**Exercise requirements**
Below are records. Find each line in them that holds the word "Display" and copy it.

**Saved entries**
|---|
//! Routes inbound records to the listener waiting for them.

use std::collections::HashMap;
use std::sync::{Arc, Mutex, MutexGuard};

use tracing::{debug, warn};

use super::listener::BleListener;
use crate::errors::BleError;
use crate::msg::{self, MsgBase, Seq};

/// Log target for dispatcher activity.
pub(crate) const DISPATCH_TARGET: &str = "nmble::dispatch";

#[derive(Debug, Default)]
struct Registry {
    seq_map: HashMap<Seq, Arc<BleListener>>,
    base_map: Vec<(MsgBase, Arc<BleListener>)>,
}

impl Registry {
    fn find_base_listener(&self, base: &MsgBase) -> Option<(MsgBase, &Arc<BleListener>)> {
        self.base_map
            .iter()
            .find(|(key, _)| key.matches_class(base))
            .map(|(key, listener)| (*key, listener))
    }

    fn find_dup_listener(&self, base: &MsgBase) -> Option<MsgBase> {
        match base.seq {
            Some(seq) => self.seq_map.get(&seq).map(|_| MsgBase::for_seq(seq)),
            None => self.find_base_listener(base).map(|(key, _)| key),
        }
    }

    fn find_listener(&self, base: &MsgBase) -> Option<&Arc<BleListener>> {
        if let Some(listener) = base.seq.and_then(|seq| self.seq_map.get(&seq)) {
            return Some(listener);
        }
        self.find_base_listener(base).map(|(_, listener)| listener)
    }

    fn remove(&mut self, base: &MsgBase) -> Option<Arc<BleListener>> {
        if let Some(seq) = base.seq {
            if let Some(listener) = self.seq_map.remove(&seq) {
                return Some(listener);
            }
        }
        let index = self.base_map.iter().position(|(key, _)| key == base)?;
        Some(self.base_map.remove(index).1)
    }

    fn snapshot(&self) -> Vec<Arc<BleListener>> {
        self.seq_map
            .values()
            .chain(self.base_map.iter().map(|(_, listener)| listener))
            .cloned()
            .collect()
    }
}

/// Owns the set of live listeners and delivers decoded records to them.
///
/// Registrations keyed by a concrete sequence number represent one
/// outstanding request. Registrations keyed by op, type and connection handle
/// represent standing subscriptions. All registry access is serialised by one
/// internal lock; deliveries happen outside it.
#[derive(Debug, Default)]
pub struct BleDispatcher {
    registry: Mutex<Registry>,
}

impl BleDispatcher {
    /// Creates an empty dispatcher.
    #[must_use]
    pub fn new() -> Self {
        Self::default()
    }

    fn lock(&self) -> MutexGuard<'_, Registry> {
        self.registry
            .lock()
            .unwrap_or_else(|poison| poison.into_inner())
    }

    /// Registers `listener` under `base`.
    ///
    /// # Errors
    ///
    /// Returns [`BleError::RegistrationConflict`] when an existing
    /// registration overlaps `base`, and [`BleError::InvalidIdentity`] when
    /// `base` pairs a concrete sequence number with other concrete fields.
    pub fn add_listener(&self, base: MsgBase, listener: Arc<BleListener>) -> Result<(), BleError> {
        let mut registry = self.lock();

        if let Some(existing) = registry.find_dup_listener(&base) {
            return Err(BleError::RegistrationConflict {
                existing,
                requested: base,
            });
        }

        match base.seq {
            Some(seq) => {
                if base.op.is_some() || base.ty.is_some() || base.conn_handle.is_some() {
                    return Err(BleError::InvalidIdentity { identity: base });
                }
                registry.seq_map.insert(seq, listener);
            }
            None => registry.base_map.push((base, listener)),
        }

        debug!(target: DISPATCH_TARGET, identity = %base, "listener registered");
        Ok(())
    }

    /// Removes the registration for `base` and closes its listener.
    ///
    /// Sequence lookups take priority over class lookups. Returns `None`
    /// when nothing was registered under `base`.
    pub fn remove_listener(&self, base: &MsgBase) -> Option<Arc<BleListener>> {
        let removed = self.lock().remove(base);
        if let Some(listener) = &removed {
            listener.close();
            debug!(target: DISPATCH_TARGET, identity = %base, "listener removed");
        }
        removed
    }

    /// Number of live registrations.
    #[must_use]
    pub fn listener_count(&self) -> usize {
        let registry = self.lock();
        registry.seq_map.len() + registry.base_map.len()
    }

    /// Decodes `data` and hands the record to its listener.
    ///
    /// Malformed records, unknown op/type pairs and records nobody is waiting
    /// for are logged and dropped. Delivery waits while the listener's queue
    /// is full and gives up once that listener is removed.
    pub fn dispatch(&self, data: &[u8]) {
        let (base, msg) = match msg::decode_msg(data) {
            Ok(decoded) => decoded,
            Err(error) => {
                warn!(target: DISPATCH_TARGET, error = %error, "BLE dispatch error");
                return;
            }
        };

        let listener = self.lock().find_listener(&base).cloned();
        let Some(listener) = listener else {
            debug!(target: DISPATCH_TARGET, identity = %base, "no BLE listener");
            return;
        };

        if !listener.deliver(msg) {
            debug!(
                target: DISPATCH_TARGET,
                identity = %base,
                "listener removed before delivery; record dropped"
            );
        }
    }

    /// Delivers `error` once to every listener registered at call time.
    pub fn error_all(&self, error: &BleError) {
        let listeners = self.lock().snapshot();

        debug!(
            target: DISPATCH_TARGET,
            listeners = listeners.len(),
            error = %error,
            "broadcasting error to listeners"
        );

        for listener in listeners {
            listener.fail(error.clone());
        }
    }

    /// Registers a listener that is removed again when the guard drops.
    ///
    /// # Errors
    ///
    /// Propagates registration failures from
    /// [`add_listener`](Self::add_listener).
    pub fn guard(&self, base: MsgBase) -> Result<ListenerGuard<'_>, BleError> {
        let listener = Arc::new(BleListener::new());
        self.add_listener(base, Arc::clone(&listener))?;
        Ok(ListenerGuard {
            dispatcher: self,
            base,
            listener,
        })
    }
}

/// Scoped registration returned by [`BleDispatcher::guard`].
#[derive(Debug)]
pub struct ListenerGuard<'a> {
    dispatcher: &'a BleDispatcher,
    base: MsgBase,
    listener: Arc<BleListener>,
}

impl ListenerGuard<'_> {
    /// The guarded listener.
    #[must_use]
    pub fn listener(&self) -> &Arc<BleListener> {
        &self.listener
    }

    /// Identity the listener is registered under.
    #[must_use]
    pub fn base(&self) -> MsgBase {
        self.base
    }
}

impl Drop for ListenerGuard<'_> {
    fn drop(&mut self) {
        self.dispatcher.remove_listener(&self.base);
    }
}
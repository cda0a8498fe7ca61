//! JSON encoding of requests and two-stage decoding of inbound records.

use serde::{Deserialize, Serialize};

use super::records::{BleMsg, BleRequest};
use super::{MsgBase, MsgOp, MsgType, Seq};
use crate::errors::BleError;

/// Decodes a record body once its header has been identified.
type Decoder = fn(&[u8]) -> serde_json::Result<BleMsg>;

#[derive(Debug, Deserialize)]
struct Header {
    op: MsgOp,
    #[serde(rename = "type")]
    ty: MsgType,
    #[serde(default)]
    seq: Option<Seq>,
    #[serde(default)]
    conn_handle: Option<u16>,
}

impl Header {
    fn into_base(self) -> MsgBase {
        MsgBase {
            op: Some(self.op),
            ty: Some(self.ty),
            seq: self.seq,
            conn_handle: self.conn_handle,
        }
    }
}

#[derive(Serialize)]
struct Envelope<'a, R> {
    op: MsgOp,
    #[serde(rename = "type")]
    ty: MsgType,
    #[serde(flatten)]
    body: &'a R,
}

/// Serialises a request together with its `op`/`type` header.
///
/// # Errors
///
/// Returns [`BleError::Encode`] if serialisation fails.
pub fn encode<R: BleRequest>(request: &R) -> Result<Vec<u8>, BleError> {
    let envelope = Envelope {
        op: MsgOp::Request,
        ty: R::TYPE,
        body: request,
    };
    serde_json::to_vec(&envelope).map_err(BleError::encode)
}

/// Decodes only the identity header of a record.
///
/// # Errors
///
/// Returns [`BleError::Decode`] when the header is malformed or names an
/// unknown op or type code.
pub fn decode_base(data: &[u8]) -> Result<MsgBase, BleError> {
    decode_header(data).map(Header::into_base)
}

/// Decodes a full record.
///
/// # Errors
///
/// Returns [`BleError::Decode`] for malformed input and
/// [`BleError::UnrecognisedPair`] when no body decoder exists for the header.
pub fn decode_msg(data: &[u8]) -> Result<(MsgBase, BleMsg), BleError> {
    let header = decode_header(data)?;
    let decoder = decoder_for(header.op, header.ty).ok_or(BleError::UnrecognisedPair {
        op: header.op,
        ty: header.ty,
    })?;
    let msg = decoder(data).map_err(BleError::decode)?;
    Ok((header.into_base(), msg))
}

fn decode_header(data: &[u8]) -> Result<Header, BleError> {
    serde_json::from_slice(data).map_err(BleError::decode)
}

fn decoder_for(op: MsgOp, ty: MsgType) -> Option<Decoder> {
    use serde_json::from_slice;
    use MsgOp::{Event, Response};

    let decoder: Decoder = match (op, ty) {
        (Response, MsgType::Err) => |data| from_slice(data).map(BleMsg::ErrRsp),
        (Response, MsgType::Sync) => |data| from_slice(data).map(BleMsg::SyncRsp),
        (Response, MsgType::Connect) => |data| from_slice(data).map(BleMsg::ConnectRsp),
        (Response, MsgType::Terminate) => |data| from_slice(data).map(BleMsg::TerminateRsp),
        (Response, MsgType::ConnCancel) => |data| from_slice(data).map(BleMsg::ConnCancelRsp),
        (Response, MsgType::DiscSvcUuid) => |data| from_slice(data).map(BleMsg::DiscSvcUuidRsp),
        (Response, MsgType::DiscAllChrs) => |data| from_slice(data).map(BleMsg::DiscAllChrsRsp),
        (Response, MsgType::DiscChrUuid) => |data| from_slice(data).map(BleMsg::DiscChrUuidRsp),
        (Response, MsgType::WriteCmd) => |data| from_slice(data).map(BleMsg::WriteCmdRsp),
        (Response, MsgType::ExchangeMtu) => |data| from_slice(data).map(BleMsg::ExchangeMtuRsp),
        (Response, MsgType::Scan) => |data| from_slice(data).map(BleMsg::ScanRsp),
        (Response, MsgType::ScanCancel) => |data| from_slice(data).map(BleMsg::ScanCancelRsp),
        (Event, MsgType::SyncEvt) => |data| from_slice(data).map(BleMsg::SyncEvt),
        (Event, MsgType::ConnectEvt) => |data| from_slice(data).map(BleMsg::ConnectEvt),
        (Event, MsgType::DisconnectEvt) => |data| from_slice(data).map(BleMsg::DisconnectEvt),
        (Event, MsgType::DiscSvcEvt) => |data| from_slice(data).map(BleMsg::DiscSvcEvt),
        (Event, MsgType::DiscChrEvt) => |data| from_slice(data).map(BleMsg::DiscChrEvt),
        (Event, MsgType::NotifyRxEvt) => |data| from_slice(data).map(BleMsg::NotifyRxEvt),
        (Event, MsgType::MtuChangeEvt) => |data| from_slice(data).map(BleMsg::MtuChangeEvt),
        (Event, MsgType::ScanEvt) => |data| from_slice(data).map(BleMsg::ScanEvt),
        _ => return None,
    };
    Some(decoder)
}

#[cfg(test)]
mod tests {
    use rstest::rstest;
    use serde_json::Value;

    use super::*;
    use crate::msg::{BleSvc, BleUuid, DiscSvcEvt, ExchangeMtuReq, StatusRsp, WriteCmdReq};

    #[rstest]
    fn encodes_request_with_header() {
        let request = ExchangeMtuReq {
            seq: 9,
            conn_handle: 2,
        };
        let bytes = encode(&request).expect("encode failed");
        let value: Value = serde_json::from_slice(&bytes).expect("valid json");

        assert_eq!(value["op"], 0);
        assert_eq!(value["type"], 11);
        assert_eq!(value["seq"], 9);
        assert_eq!(value["conn_handle"], 2);
    }

    #[rstest]
    fn encodes_payload_bytes_as_array() {
        let request = WriteCmdReq {
            seq: 1,
            conn_handle: 1,
            attr_handle: 0x12,
            data: vec![1, 2, 3],
        };
        let bytes = encode(&request).expect("encode failed");
        let value: Value = serde_json::from_slice(&bytes).expect("valid json");

        assert_eq!(value["data"], serde_json::json!([1, 2, 3]));
    }

    #[rstest]
    fn decodes_header_without_optional_fields() {
        let base = decode_base(br#"{"op":1,"type":4}"#).expect("header decodes");

        assert_eq!(base.op, Some(MsgOp::Response));
        assert_eq!(base.ty, Some(MsgType::Terminate));
        assert_eq!(base.seq, None);
        assert_eq!(base.conn_handle, None);
    }

    #[rstest]
    fn decodes_full_record() {
        let data = br#"{"op":2,"type":2052,"seq":4,"conn_handle":1,"status":0,
            "service":{"start_handle":1,"end_handle":9,"uuid":6154}}"#;
        let (base, msg) = decode_msg(data).expect("record decodes");

        assert_eq!(base.seq, Some(4));
        assert_eq!(base.conn_handle, Some(1));
        assert_eq!(
            msg,
            BleMsg::DiscSvcEvt(DiscSvcEvt {
                status: 0,
                svc: Some(BleSvc {
                    start_handle: 1,
                    end_handle: 9,
                    uuid: BleUuid::Uuid16(0x180a),
                }),
            })
        );
    }

    #[rstest]
    fn decodes_status_response() {
        let (_, msg) = decode_msg(br#"{"op":1,"type":10,"seq":2,"status":6}"#)
            .expect("record decodes");

        assert_eq!(msg, BleMsg::WriteCmdRsp(StatusRsp { status: 6 }));
    }

    #[rstest]
    #[case(br#"{"op":0,"type":4,"seq":1}"#)]
    #[case(br#"{"op":2,"type":4,"seq":1}"#)]
    fn rejects_pairs_without_decoder(#[case] data: &[u8]) {
        let error = decode_msg(data).expect_err("pair has no decoder");
        assert!(matches!(error, BleError::UnrecognisedPair { .. }));
    }

    #[rstest]
    #[case(b"not json")]
    #[case(br#"{"op":7,"type":4}"#)]
    #[case(br#"{"op":1,"type":4,"seq":1}"#)]
    fn rejects_malformed_records(#[case] data: &[u8]) {
        let error = decode_msg(data).expect_err("record is malformed");
        assert!(matches!(error, BleError::Decode { .. }));
    }
}
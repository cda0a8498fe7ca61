//! Message correlation: listeners and the dispatcher that feeds them.

mod dispatcher;
mod listener;

pub use dispatcher::{BleDispatcher, ListenerGuard};
pub use listener::{AbortSignal, BleListener, ListenerEvent, RECORD_CAPACITY};
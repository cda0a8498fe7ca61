//! Request/response correlation for a BLE host bridge.
#![deny(missing_docs)]
//!
//! A bridge process drives the radio and exchanges JSON records with its
//! client over a framed byte stream. Replies and events arrive asynchronously
//! and must be matched back to the blocked caller that issued the request. The
//! [`BleDispatcher`] routes each inbound record to a [`BleListener`] keyed by
//! sequence number or by record class, the [`protocol`] functions interpret
//! those records for each command, and [`SingleResource`] serialises access to
//! roles that only one caller may hold. [`BleXport`] ties these together
//! around a spawned bridge process.

mod dispatch;
mod errors;
pub mod msg;
pub mod protocol;
mod sres;
pub mod telemetry;
mod transport;
mod xport;

#[cfg(test)]
mod tests;

pub use dispatch::{
    AbortSignal, BleDispatcher, BleListener, ListenerEvent, ListenerGuard, RECORD_CAPACITY,
};
pub use errors::{BleError, Direction, TransportError};
pub use sres::{SingleResource, SrWait};
pub use transport::{FrameReader, FrameWriter, Transmit};
pub use xport::{BleXport, ConnectParams, ScanParams, pump};
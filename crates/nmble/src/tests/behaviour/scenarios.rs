//! Scenario bindings for the gate and dispatcher feature files.

use std::cell::RefCell;

use rstest::fixture;
use rstest_bdd_macros::scenario;

use super::TestWorld;

#[fixture]
fn world() -> RefCell<TestWorld> {
    super::world()
}

#[scenario(
    path = "tests/features/single_resource.feature",
    name = "Waiters are granted the gate in arrival order"
)]
fn gate_fifo_hand_off(world: RefCell<TestWorld>) {
    drop(world);
}

#[scenario(
    path = "tests/features/single_resource.feature",
    name = "A withdrawn waiter leaves the rest of the queue intact"
)]
fn gate_stop_waiting(world: RefCell<TestWorld>) {
    drop(world);
}

#[scenario(
    path = "tests/features/single_resource.feature",
    name = "Aborting refuses every waiter but keeps the holder"
)]
fn gate_abort(world: RefCell<TestWorld>) {
    drop(world);
}

#[scenario(
    path = "tests/features/dispatcher.feature",
    name = "Records are routed by sequence number"
)]
fn dispatcher_routes_by_seq(world: RefCell<TestWorld>) {
    drop(world);
}

#[scenario(
    path = "tests/features/dispatcher.feature",
    name = "Overlapping registrations are refused"
)]
fn dispatcher_refuses_overlap(world: RefCell<TestWorld>) {
    drop(world);
}

#[scenario(
    path = "tests/features/dispatcher.feature",
    name = "A link failure reaches every registered listener"
)]
fn dispatcher_broadcasts_failure(world: RefCell<TestWorld>) {
    drop(world);
}
use serde::{Deserialize, Serialize};
use strum::{Display, EnumString};

/// Supported logging output formats.
#[derive(
    Debug, Clone, Copy, Default, Deserialize, Serialize, PartialEq, Eq, EnumString, Display,
)]
#[serde(rename_all = "snake_case")]
#[strum(serialize_all = "snake_case", ascii_case_insensitive)]
pub enum LogFormat {
    /// Structured JSON suitable for ingestion by logging stacks.
    #[default]
    Json,
    /// Human-readable single line output.
    Compact,
}

/// Errors encountered while parsing a [`LogFormat`] from text.
pub type LogFormatParseError = strum::ParseError;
|---|
**Task response**
use strum::{Display, EnumString};
    Debug, Clone, Copy, Default, Deserialize, Serialize, PartialEq, Eq, EnumString, Display,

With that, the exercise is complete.